##### Records supplied #####
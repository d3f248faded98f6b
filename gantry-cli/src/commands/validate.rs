use crate::commands::{load_plan, report_error};
use crate::output;

use std::path::PathBuf;

use clap::Args;
use color_eyre::Result;

/// Validate a pipeline definition without running it
#[derive(Args, Debug)]
pub struct ValidateArgs {
    /// Path to the pipeline YAML file
    pub pipeline: PathBuf,

    /// Set a variable (can be repeated, format: name=value)
    #[arg(long = "var", value_name = "NAME=VALUE")]
    pub variables: Vec<String>,
}

pub fn execute(args: ValidateArgs) -> Result<i32> {
    output::status("Validating", &format!("{}", args.pipeline.display()));

    let (definition, plan) = match load_plan(&args.pipeline, &args.variables) {
        Ok(loaded) => loaded,
        Err(e) => return Ok(report_error(&e)),
    };

    let steps: usize = definition.jobs.values().map(|j| j.steps.len()).sum();
    output::check(&format!(
        "Structure: {} jobs, {} steps, {} resource scopes",
        definition.jobs.len(),
        steps,
        definition.resources.len()
    ));
    output::check("Conditions parse");
    output::check(&format!("Dependency graph is acyclic ({} job instances)", plan.len()));
    for template in plan.templates() {
        if let Some(scope) = template.scope {
            output::check(&format!(
                "Job '{}' bound to resource scope '{}'",
                template.name(),
                plan.scopes()[scope].name
            ));
        }
    }
    for gated in plan.gated() {
        output::info(&format!("Job '{}' is not instantiated with these variables", gated));
    }

    println!();
    output::success("Pipeline is valid");
    Ok(0)
}
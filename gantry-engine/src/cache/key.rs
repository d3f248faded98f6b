// Cache key rendering
// Substitutes `${{ expr }}` segments in cache keys and restore prefixes

use crate::cache::archive::{checked_relative, collect_files};
use crate::cache::CacheError;
use crate::condition::{Evaluator, Expr, ExprParser, StatusSnapshot};

use sha2::{Digest, Sha256};
use std::path::{Path, PathBuf};

const HASH_FILES: &str = "hashfiles";

/// Renders key templates for one job instance.
///
/// Besides the predicate language, a segment may be a single
/// `hashFiles('path', ...)` call: the SHA-256 over the named files (directories
/// are walked in sorted order, missing paths ignored). With nothing to hash it
/// renders as the empty string.
pub struct CacheKeyRenderer<'a> {
    snapshot: &'a StatusSnapshot,
    workspace: &'a Path,
}

impl<'a> CacheKeyRenderer<'a> {
    pub fn new(snapshot: &'a StatusSnapshot, workspace: &'a Path) -> Self {
        Self { snapshot, workspace }
    }

    pub fn render(&self, template: &str) -> Result<String, CacheError> {
        let mut out = String::with_capacity(template.len());
        let mut rest = template;
        while let Some(start) = rest.find("${{") {
            out.push_str(&rest[..start]);
            let after = &rest[start + 3..];
            let end = after
                .find("}}")
                .ok_or_else(|| CacheError::KeyExpression(format!("unterminated '${{{{' in '{}'", template)))?;
            out.push_str(&self.segment(after[..end].trim())?);
            rest = &after[end + 2..];
        }
        out.push_str(rest);
        Ok(out)
    }

    /// Render a list of templates, dropping any that render empty
    pub fn render_all(&self, templates: &[String]) -> Result<Vec<String>, CacheError> {
        let mut rendered = Vec::with_capacity(templates.len());
        for template in templates {
            let key = self.render(template)?;
            if !key.is_empty() {
                rendered.push(key);
            }
        }
        Ok(rendered)
    }

    fn segment(&self, source: &str) -> Result<String, CacheError> {
        let expr = ExprParser::parse_str(source)
            .map_err(|e| CacheError::KeyExpression(format!("'{}': {}", source, e)))?;
        let evaluator = Evaluator::new(self.snapshot);

        if let Expr::Call { name, args } = &expr {
            if name.eq_ignore_ascii_case(HASH_FILES) {
                let mut patterns = Vec::with_capacity(args.len());
                for arg in args {
                    let value = evaluator
                        .eval(arg)
                        .map_err(|e| CacheError::KeyExpression(e.to_string()))?;
                    patterns.push(value.as_string());
                }
                return self.hash_files(&patterns);
            }
        }

        let mut nested = false;
        expr.walk(&mut |node| {
            if matches!(node, Expr::Call { name, .. } if name.eq_ignore_ascii_case(HASH_FILES)) {
                nested = true;
            }
        });
        if nested {
            return Err(CacheError::KeyExpression(format!(
                "'{}': hashFiles must be the whole expression",
                source
            )));
        }

        evaluator
            .eval(&expr)
            .map(|v| v.as_string())
            .map_err(|e| CacheError::KeyExpression(format!("'{}': {}", source, e)))
    }

    fn hash_files(&self, patterns: &[String]) -> Result<String, CacheError> {
        if patterns.is_empty() {
            return Err(CacheError::KeyExpression("hashFiles needs at least one path".into()));
        }
        let mut files: Vec<PathBuf> = Vec::new();
        for pattern in patterns {
            collect_files(self.workspace, &checked_relative(pattern)?, &mut files)?;
        }
        files.sort();
        files.dedup();
        if files.is_empty() {
            return Ok(String::new());
        }

        let mut hasher = Sha256::new();
        for file in &files {
            let contents = std::fs::read(self.workspace.join(file))?;
            hasher.update(Sha256::digest(&contents));
        }
        Ok(hex::encode(hasher.finalize()))
    }
}
// Lease Manager
// Per-scope lease state machine with slot accounting

use crate::definition::ResourceScopeSpec;
use crate::execution::instance::InstanceId;
use crate::lease::{LeaseHandle, LeaseState, ResourceProvider};

use std::sync::Arc;

struct ScopeLease {
    spec: ResourceScopeSpec,
    state: LeaseState,
    handle: Option<LeaseHandle>,
    bound: Vec<InstanceId>,
    in_use: usize,
}

/// Completion of a provider call
#[derive(Debug)]
pub enum LeaseEvent {
    Acquired {
        scope: usize,
        result: Result<LeaseHandle, String>,
    },
    Released {
        scope: usize,
        result: Result<(), String>,
    },
}

/// State change applied by [`LeaseManager::complete`]
#[derive(Debug, Clone, PartialEq)]
pub struct LeaseTransition {
    pub scope: usize,
    pub state: LeaseState,
    pub error: Option<String>,
}

enum CallKind {
    Acquire(ResourceScopeSpec),
    Release(LeaseHandle),
}

/// A pending provider call, detached from the manager so it can run as a task
pub struct LeaseCall {
    scope: usize,
    kind: CallKind,
    provider: Arc<dyn ResourceProvider>,
    retries: u32,
}

impl LeaseCall {
    pub fn scope(&self) -> usize {
        self.scope
    }

    pub async fn run(self) -> LeaseEvent {
        let mut attempt = 0;
        match &self.kind {
            CallKind::Acquire(spec) => loop {
                match self.provider.acquire(spec).await {
                    Ok(handle) => {
                        return LeaseEvent::Acquired {
                            scope: self.scope,
                            result: Ok(handle),
                        }
                    }
                    Err(err) if attempt < self.retries => {
                        attempt += 1;
                        tracing::warn!(scope = %spec.name, error = %err, "lease acquisition failed, retrying");
                    }
                    Err(err) => {
                        return LeaseEvent::Acquired {
                            scope: self.scope,
                            result: Err(err.to_string()),
                        }
                    }
                }
            },
            CallKind::Release(handle) => loop {
                match self.provider.release(handle).await {
                    Ok(()) => {
                        return LeaseEvent::Released {
                            scope: self.scope,
                            result: Ok(()),
                        }
                    }
                    Err(err) if attempt < self.retries => {
                        attempt += 1;
                        tracing::warn!(scope = %handle.scope, error = %err, "lease release failed, retrying");
                    }
                    Err(err) => {
                        return LeaseEvent::Released {
                            scope: self.scope,
                            result: Err(err.to_string()),
                        }
                    }
                }
            },
        }
    }
}

pub struct LeaseManager {
    provider: Arc<dyn ResourceProvider>,
    retries: u32,
    leases: Vec<ScopeLease>,
}

impl LeaseManager {
    /// `retries` is clamped to one extra attempt per call
    pub fn new(provider: Arc<dyn ResourceProvider>, scopes: &[ResourceScopeSpec], retries: u32) -> Self {
        Self {
            provider,
            retries: retries.min(1),
            leases: scopes
                .iter()
                .map(|spec| ScopeLease {
                    spec: spec.clone(),
                    state: LeaseState::Unacquired,
                    handle: None,
                    bound: Vec::new(),
                    in_use: 0,
                })
                .collect(),
        }
    }

    pub fn bind(&mut self, scope: usize, instance: InstanceId) {
        self.leases[scope].bound.push(instance);
    }

    pub fn bound(&self, scope: usize) -> &[InstanceId] {
        &self.leases[scope].bound
    }

    pub fn state(&self, scope: usize) -> LeaseState {
        self.leases[scope].state
    }

    pub fn name(&self, scope: usize) -> &str {
        &self.leases[scope].spec.name
    }

    pub fn handle(&self, scope: usize) -> Option<&LeaseHandle> {
        self.leases[scope].handle.as_ref()
    }

    pub fn len(&self) -> usize {
        self.leases.len()
    }

    pub fn is_empty(&self) -> bool {
        self.leases.is_empty()
    }

    /// Unacquired -> Acquiring
    pub fn begin_acquire(&mut self, scope: usize) -> Option<LeaseCall> {
        let lease = &mut self.leases[scope];
        if lease.state != LeaseState::Unacquired {
            return None;
        }
        lease.state = LeaseState::Acquiring;
        tracing::info!(scope = %lease.spec.name, "acquiring lease");
        Some(LeaseCall {
            scope,
            kind: CallKind::Acquire(lease.spec.clone()),
            provider: Arc::clone(&self.provider),
            retries: self.retries,
        })
    }

    /// Active -> Releasing
    pub fn begin_release(&mut self, scope: usize) -> Option<LeaseCall> {
        let lease = &mut self.leases[scope];
        if lease.state != LeaseState::Active {
            return None;
        }
        let handle = lease.handle.clone()?;
        lease.state = LeaseState::Releasing;
        tracing::info!(scope = %lease.spec.name, lease = %handle.id, "releasing lease");
        Some(LeaseCall {
            scope,
            kind: CallKind::Release(handle),
            provider: Arc::clone(&self.provider),
            retries: self.retries,
        })
    }

    /// Apply the outcome of a provider call
    pub fn complete(&mut self, event: LeaseEvent) -> LeaseTransition {
        match event {
            LeaseEvent::Acquired { scope, result } => {
                let lease = &mut self.leases[scope];
                match result {
                    Ok(handle) => {
                        tracing::info!(scope = %lease.spec.name, lease = %handle.id, "lease active");
                        lease.handle = Some(handle);
                        lease.state = LeaseState::Active;
                        LeaseTransition {
                            scope,
                            state: lease.state,
                            error: None,
                        }
                    }
                    Err(error) => {
                        tracing::warn!(scope = %lease.spec.name, %error, "lease acquisition failed");
                        lease.state = LeaseState::AcquireFailed;
                        LeaseTransition {
                            scope,
                            state: lease.state,
                            error: Some(error),
                        }
                    }
                }
            }
            LeaseEvent::Released { scope, result } => {
                let lease = &mut self.leases[scope];
                lease.in_use = 0;
                match result {
                    Ok(()) => {
                        tracing::info!(scope = %lease.spec.name, "lease released");
                        lease.state = LeaseState::Released;
                        LeaseTransition {
                            scope,
                            state: lease.state,
                            error: None,
                        }
                    }
                    Err(error) => {
                        tracing::warn!(scope = %lease.spec.name, %error, "lease release failed");
                        lease.state = LeaseState::ReleaseFailed;
                        LeaseTransition {
                            scope,
                            state: lease.state,
                            error: Some(error),
                        }
                    }
                }
            }
        }
    }

    /// Take one job slot on an active lease
    pub fn try_reserve(&mut self, scope: usize) -> bool {
        let lease = &mut self.leases[scope];
        if lease.state == LeaseState::Active && lease.in_use < lease.spec.capacity {
            lease.in_use += 1;
            true
        } else {
            false
        }
    }

    pub fn free_slot(&mut self, scope: usize) {
        let lease = &mut self.leases[scope];
        lease.in_use = lease.in_use.saturating_sub(1);
    }

    /// Release calls for every active lease; run on every exit path
    pub fn cleanup_all(&mut self) -> Vec<LeaseCall> {
        (0..self.leases.len())
            .filter_map(|scope| self.begin_release(scope))
            .collect()
    }

    /// Whether any scope is still held or being acquired
    pub fn has_live_leases(&self) -> bool {
        self.leases
            .iter()
            .any(|l| matches!(l.state, LeaseState::Acquiring | LeaseState::Active | LeaseState::Releasing))
    }

    pub fn states(&self) -> Vec<(String, LeaseState)> {
        self.leases
            .iter()
            .map(|l| (l.spec.name.clone(), l.state))
            .collect()
    }
}

#[cfg(test)]
mod tests {
    use super::*;
    use crate::lease::LeaseError;
    use parking_lot::Mutex;
    use std::sync::atomic::{AtomicUsize, Ordering};

    #[derive(Default)]
    struct FlakyProvider {
        acquire_failures: AtomicUsize,
        release_failures: AtomicUsize,
        calls: Mutex<Vec<String>>,
    }

    #[async_trait::async_trait]
    impl ResourceProvider for FlakyProvider {
        async fn acquire(&self, scope: &ResourceScopeSpec) -> Result<LeaseHandle, LeaseError> {
            self.calls.lock().push(format!("acquire {}", scope.name));
            if self.acquire_failures.load(Ordering::SeqCst) > 0 {
                self.acquire_failures.fetch_sub(1, Ordering::SeqCst);
                return Err(LeaseError::Provider("no capacity".into()));
            }
            Ok(LeaseHandle {
                scope: scope.name.clone(),
                id: format!("{}-1", scope.name),
            })
        }

        async fn release(&self, handle: &LeaseHandle) -> Result<(), LeaseError> {
            self.calls.lock().push(format!("release {}", handle.id));
            if self.release_failures.load(Ordering::SeqCst) > 0 {
                self.release_failures.fetch_sub(1, Ordering::SeqCst);
                return Err(LeaseError::Provider("api down".into()));
            }
            Ok(())
        }
    }

    fn manager(provider: Arc<FlakyProvider>, capacity: usize) -> LeaseManager {
        let mut spec = ResourceScopeSpec::new("farm");
        spec.capacity = capacity;
        LeaseManager::new(provider, &[spec], 5)
    }

    #[tokio::test]
    async fn test_full_lifecycle() {
        let provider = Arc::new(FlakyProvider::default());
        let mut leases = manager(provider.clone(), 1);
        assert_eq!(leases.state(0), LeaseState::Unacquired);

        let call = leases.begin_acquire(0).unwrap();
        assert!(leases.begin_acquire(0).is_none());
        assert_eq!(leases.state(0), LeaseState::Acquiring);

        let transition = leases.complete(call.run().await);
        assert_eq!(transition.state, LeaseState::Active);

        assert!(leases.try_reserve(0));
        assert!(!leases.try_reserve(0), "capacity 1 admits one job");
        leases.free_slot(0);
        assert!(leases.try_reserve(0));

        let release = leases.begin_release(0).unwrap();
        assert_eq!(leases.state(0), LeaseState::Releasing);
        assert!(leases.begin_release(0).is_none(), "release happens once");
        let transition = leases.complete(release.run().await);
        assert_eq!(transition.state, LeaseState::Released);
        assert!(!leases.has_live_leases());

        assert_eq!(*provider.calls.lock(), vec!["acquire farm", "release farm-1"]);
    }

    #[tokio::test]
    async fn test_retries_at_most_once() {
        let provider = Arc::new(FlakyProvider::default());
        provider.acquire_failures.store(1, Ordering::SeqCst);
        let mut leases = manager(provider.clone(), 1);
        let event = leases.begin_acquire(0).unwrap().run().await;
        assert_eq!(leases.complete(event).state, LeaseState::Active);

        let provider = Arc::new(FlakyProvider::default());
        provider.acquire_failures.store(2, Ordering::SeqCst);
        let mut leases = manager(provider.clone(), 1);
        let event = leases.begin_acquire(0).unwrap().run().await;
        let transition = leases.complete(event);
        assert_eq!(transition.state, LeaseState::AcquireFailed);
        assert!(transition.error.unwrap().contains("no capacity"));
        assert_eq!(provider.calls.lock().len(), 2);
    }

    #[tokio::test]
    async fn test_release_failure_is_terminal() {
        let provider = Arc::new(FlakyProvider::default());
        provider.release_failures.store(5, Ordering::SeqCst);
        let mut leases = manager(provider.clone(), 2);
        let event = leases.begin_acquire(0).unwrap().run().await;
        leases.complete(event);

        let calls = leases.cleanup_all();
        assert_eq!(calls.len(), 1);
        for call in calls {
            let transition = leases.complete(call.run().await);
            assert_eq!(transition.state, LeaseState::ReleaseFailed);
        }
        assert!(leases.cleanup_all().is_empty());
        assert!(!leases.try_reserve(0));
    }

    #[test]
    fn test_cleanup_skips_unacquired_scopes() {
        let provider = Arc::new(FlakyProvider::default());
        let mut leases = manager(provider, 1);
        assert!(leases.cleanup_all().is_empty());
        assert_eq!(leases.states(), vec![("farm".to_string(), LeaseState::Unacquired)]);
    }
}
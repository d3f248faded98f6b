//! Diagnostic logging for the `gantry` binary.
//!
//! Progress goes through [`crate::output`]; this is the `tracing` side,
//! written to stderr so it never mixes with step output on stdout.

use tracing_subscriber::EnvFilter;

const DEFAULT_DIRECTIVE: &str = "warn";

/// Install the global subscriber. `-v` selects `info`, `-vv` and above `debug`;
/// otherwise `GANTRY_LOG`, then `RUST_LOG`, then `warn`.
pub fn init(verbosity: u8, json: bool) {
    let env = std::env::var("GANTRY_LOG")
        .ok()
        .or_else(|| std::env::var("RUST_LOG").ok());
    let directive = directive(verbosity, env);
    let filter = EnvFilter::try_new(&directive).unwrap_or_else(|_| EnvFilter::new(DEFAULT_DIRECTIVE));

    let builder = tracing_subscriber::fmt()
        .with_env_filter(filter)
        .with_writer(std::io::stderr)
        .with_target(true);
    let installed = if json {
        builder.json().try_init()
    } else {
        builder.try_init()
    };
    if installed.is_err() {
        tracing::debug!("global tracing subscriber already initialized");
    }
}

fn directive(verbosity: u8, env: Option<String>) -> String {
    match verbosity {
        0 => env
            .filter(|d| !d.trim().is_empty())
            .unwrap_or_else(|| DEFAULT_DIRECTIVE.to_string()),
        1 => "info".to_string(),
        _ => "debug".to_string(),
    }
}
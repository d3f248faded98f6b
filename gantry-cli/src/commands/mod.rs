pub mod plan;
pub mod run;
pub mod validate;

use crate::output;

use std::collections::HashMap;
use std::path::Path;

use gantry_engine::{
    DefinitionParser, EngineError, EngineResult, ExecutionPlan, PipelineDefinition, PlanBuilder, Value,
};

/// Exit status for definition, plan and config errors
pub const CONFIGURATION_EXIT: i32 = 2;

/// Parse `--var name=value` flags.
///
/// `true`/`false` and numbers keep their type so `if: variables.x` and
/// comparisons behave as they would for values written in the file.
pub fn parse_variables(raw: &[String]) -> EngineResult<HashMap<String, Value>> {
    let mut variables = HashMap::new();
    for entry in raw {
        let Some((name, value)) = entry.split_once('=') else {
            return Err(EngineError::Config(format!(
                "invalid variable '{}', expected name=value",
                entry
            )));
        };
        let name = name.trim();
        if name.is_empty() {
            return Err(EngineError::Config(format!("variable '{}' has no name", entry)));
        }
        variables.insert(name.to_string(), parse_value(value));
    }
    Ok(variables)
}

fn parse_value(raw: &str) -> Value {
    match raw {
        "true" => Value::Bool(true),
        "false" => Value::Bool(false),
        _ => match raw.parse::<f64>() {
            Ok(n) if n.is_finite() => Value::Number(n),
            _ => Value::String(raw.to_string()),
        },
    }
}

/// Load a definition and build its plan with CLI variable overrides
pub fn load_plan(path: &Path, variables: &[String]) -> EngineResult<(PipelineDefinition, ExecutionPlan)> {
    if !path.exists() {
        return Err(EngineError::Config(format!(
            "pipeline file not found: {}",
            path.display()
        )));
    }
    let overrides = parse_variables(variables)?;
    let definition = DefinitionParser::from_file(path)?;
    let plan = PlanBuilder::new(&definition).with_variables(overrides).build()?;
    Ok((definition, plan))
}

/// Report an engine error and pick the exit status for it
pub fn report_error(error: &EngineError) -> i32 {
    output::error(&error.to_string());
    if error.is_configuration() {
        CONFIGURATION_EXIT
    } else {
        1
    }
}

#[cfg(test)]
mod tests {
    use super::*;

    #[test]
    fn test_parse_variables_keeps_scalar_types() {
        let vars = parse_variables(&[
            "publish=false".to_string(),
            "shards=4".to_string(),
            "branch=release/1.0".to_string(),
            "query=a=b".to_string(),
        ])
        .unwrap();
        assert_eq!(vars["publish"], Value::Bool(false));
        assert_eq!(vars["shards"], Value::Number(4.0));
        assert_eq!(vars["branch"], Value::String("release/1.0".into()));
        assert_eq!(vars["query"], Value::String("a=b".into()));
    }

    #[test]
    fn test_parse_variables_rejects_missing_equals() {
        let err = parse_variables(&["branch".to_string()]).unwrap_err();
        assert!(err.is_configuration());
        assert!(parse_variables(&["=x".to_string()]).is_err());
    }

    #[test]
    fn test_missing_file_is_configuration_error() {
        let err = load_plan(Path::new("/definitely/not/here.yml"), &[]).unwrap_err();
        assert!(err.is_configuration());
    }

    #[test]
    fn test_load_plan_applies_overrides() {
        let dir = tempfile::tempdir().unwrap();
        let path = dir.path().join("ci.yml");
        std::fs::write(
            &path,
            "variables:\n  deploy: true\njobs:\n  ship:\n    when: variables.deploy\n    steps:\n      - run: ./ship\n",
        )
        .unwrap();

        let (_, plan) = load_plan(&path, &[]).unwrap();
        assert_eq!(plan.len(), 1);
        let (_, plan) = load_plan(&path, &["deploy=false".to_string()]).unwrap();
        assert!(plan.is_empty());
        assert_eq!(plan.gated(), ["ship".to_string()]);
    }
}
#####
Among the lines of the data above, some may hold the word "steps"; report how many, as a single number.

* [Task output]:
4